Prowl looks back and Jazz can feel the denial try to wash over his processor but it's too late; he's already connected the dots. He can't deny it because the truth is once again staring at him, different but still the same.

It made so much sense now. When he had first meet Prowl there had been something undeniably different about him. He had been stoic, absurdly efficient in his tasks, and the worst mech at small talk that Jazz had ever met. His background had been so squeaky clean Jazz had instantly doubted it until everything had checked out in one way or another. Gradually, Prowl had gotten better at socializing, at expressing himself even if it was so very minutely, and Jazz had brushed off his initial impression. After all, suddenly being promoted to Second in Command would certainly make a mech on edge and Prowl had always seemed like a mech that kept mostly to himself.

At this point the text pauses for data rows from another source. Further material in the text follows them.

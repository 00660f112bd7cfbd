//! Test helpers: thread fixtures and a pipeline wired to in-memory fakes.
//!
//! Run with `cargo test -p rewind-engine`.

#![allow(dead_code)]

pub mod fakes;
pub mod platform;

use std::sync::Arc;
use std::time::Duration;

use rewind_core::{Comment, Submission, ThingRef};
use rewind_db::{InMemoryBetaRepository, InMemoryDedupRepository};
use rewind_engine::{HostRegistry, PipelineSettings, RequestPipeline};

use fakes::{FakeFetcher, FakeProbe, FakeTransform, FakeUploadHost};
use platform::FakePlatform;

pub const BOT: &str = "vredditreverse";
pub const SUB: &str = "videos";
pub const POST: &str = "post1";

pub fn link_post(id: &str, url: &str, title: &str) -> Submission {
    Submission {
        id: id.to_string(),
        author: Some("op".to_string()),
        title: title.to_string(),
        is_self: false,
        selftext: String::new(),
        url: url.to_string(),
        over_18: false,
        subreddit_over_18: false,
        subreddit: SUB.to_string(),
    }
}

pub fn self_post(id: &str, title: &str, selftext: &str) -> Submission {
    Submission {
        is_self: true,
        selftext: selftext.to_string(),
        url: format!("https://www.reddit.com/r/{}/comments/{}/post/", SUB, id),
        ..link_post(id, "", title)
    }
}

pub fn comment(id: &str, author: &str, body: &str, parent: ThingRef) -> Comment {
    Comment {
        id: id.to_string(),
        author: Some(author.to_string()),
        body: body.to_string(),
        subreddit: SUB.to_string(),
        stickied: false,
        removed: false,
        parent,
        submission_id: POST.to_string(),
    }
}

pub fn summon() -> String {
    format!("u/{}", BOT)
}

pub fn on_post() -> ThingRef {
    ThingRef::Submission(POST.to_string())
}

pub fn on_comment(id: &str) -> ThingRef {
    ThingRef::Comment(id.to_string())
}

pub fn settings() -> PipelineSettings {
    PipelineSettings {
        bot_username: BOT.to_string(),
        upload_retry_delay: Duration::from_millis(1),
        preview_url_template: "https://preview.example/{}".to_string(),
    }
}

pub struct Harness {
    pub platform: Arc<FakePlatform>,
    pub dedup: Arc<InMemoryDedupRepository>,
    pub beta: Arc<InMemoryBetaRepository>,
    pub fetcher: Arc<FakeFetcher>,
    pub probe: Arc<FakeProbe>,
    pub transform: Arc<FakeTransform>,
    pub hosts: Vec<Arc<FakeUploadHost>>,
    pub disabled: Vec<String>,
}

impl Harness {
    /// Platform with a link post; one unlimited upload host.
    pub fn new(post: Submission) -> Self {
        let platform = FakePlatform::new();
        platform.add_submission(post);
        Self {
            platform: Arc::new(platform),
            dedup: Arc::new(InMemoryDedupRepository::new()),
            beta: Arc::new(InMemoryBetaRepository::new()),
            fetcher: Arc::new(FakeFetcher::new()),
            probe: Arc::new(FakeProbe::single_video()),
            transform: Arc::new(FakeTransform::new()),
            hosts: vec![Arc::new(FakeUploadHost::new("primary", 1))],
            disabled: Vec::new(),
        }
    }

    pub fn with_hosts(mut self, hosts: Vec<FakeUploadHost>) -> Self {
        self.hosts = hosts.into_iter().map(Arc::new).collect();
        self
    }

    pub fn with_probe(mut self, probe: FakeProbe) -> Self {
        self.probe = Arc::new(probe);
        self
    }

    pub fn with_transform(mut self, transform: FakeTransform) -> Self {
        self.transform = Arc::new(transform);
        self
    }

    pub fn with_fetcher(mut self, fetcher: FakeFetcher) -> Self {
        self.fetcher = Arc::new(fetcher);
        self
    }

    pub fn with_beta(mut self, names: &[&str]) -> Self {
        self.beta = Arc::new(InMemoryBetaRepository::with_names(names.iter().copied()));
        self
    }

    pub fn registry(&self) -> HostRegistry {
        self.hosts.iter().fold(
            HostRegistry::new(self.disabled.clone()),
            |registry, host| registry.with_host(host.clone()),
        )
    }

    pub fn pipeline(&self) -> RequestPipeline {
        RequestPipeline::builder()
            .platform(self.platform.clone())
            .registry(Arc::new(self.registry()))
            .dedup_repository(self.dedup.clone())
            .beta_repository(self.beta.clone())
            .fetcher(self.fetcher.clone())
            .probe(self.probe.clone())
            .transform(self.transform.clone())
            .settings(settings())
            .build()
            .expect("pipeline builds")
    }

    pub fn upload_calls(&self) -> usize {
        self.hosts.iter().map(|h| h.calls()).sum()
    }
}
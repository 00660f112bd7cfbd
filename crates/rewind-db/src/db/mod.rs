//! Repository traits and their implementations.

mod beta;
mod memory;
mod reversal;

use async_trait::async_trait;
use chrono::NaiveDate;
use rewind_core::{AppError, CacheHit, DedupRecord, HostedId};

pub use beta::PgBetaRepository;
pub use memory::{InMemoryBetaRepository, InMemoryDedupRepository};
pub use reversal::PgDedupRepository;

/// Storage contract for origin/reversed pairings.
///
/// At most one record exists per origin key. Every lookup tries the origin key before
/// the reversed key.
#[async_trait]
pub trait DedupRepository: Send + Sync {
    /// Find the record addressed by `key`, count the request and stamp `today` on it.
    async fn lookup(&self, key: &HostedId, today: NaiveDate)
        -> Result<Option<CacheHit>, AppError>;

    /// Store a new pairing with a usage count of 1.
    ///
    /// Fails with [`AppError::AlreadyExists`] when the origin key or the reversed key is
    /// already taken.
    async fn insert(
        &self,
        origin: &HostedId,
        reversed: &HostedId,
        sensitive: bool,
        today: NaiveDate,
    ) -> Result<DedupRecord, AppError>;

    /// Remove the record matching `key` as origin, else as reversed. Returns whether
    /// anything was removed.
    async fn delete(&self, key: &HostedId) -> Result<bool, AppError>;

    /// Records uploaded to `host` whose last request is strictly before `cutoff`,
    /// oldest first.
    async fn list_stale(&self, host: &str, cutoff: NaiveDate)
        -> Result<Vec<DedupRecord>, AppError>;
}

/// Users or communities that get the preview host instead of a regular upload.
#[async_trait]
pub trait BetaRepository: Send + Sync {
    async fn is_opted_in(&self, name: &str) -> Result<bool, AppError>;

    async fn set_opt_in(&self, name: &str, opted_in: bool) -> Result<(), AppError>;
}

"Yer spark readin'?" Jazz asks, trying to hold in his rampant emotions.

"A false reading. One of the scientists created it to 'perfect the illusion.'" Another sigh. "Ratchet is the only one besides you to find out. Not even Optimus Prime knows."

"So ya've just been a drone all this time, following yer preprograms." Some distant part of Jazz screams at himself for saying such cruel things; the larger, hurt part doesn't care anymore. "I don't know wh't hurts more: the fact that you're not really alive or the fact that you've just been masqueradin' as mah friend for all these vorns."

"Jazz -"

"No." Jazz cuts Prowl off with a sharp gesture and sharper word and almost regrets it at Prowl's distressed expression. At the last second he remembers that the thing before him is a drone, it isn't capable of genuine emotions, it isn't alive and almost manages to stuff all his emotions away. Almost. "Just…just give me some time." He concedes, both hands tightening their painful hold on the berth's edge. He hears it creak under the pressure.

Prowl looks down on his clasped hands in his lap, face once again its usual blank persona. "Of course."

When the medic comes again and permits Jazz to leave after angrily commanding him to finish his energon, the saboteur can't get out fast enough.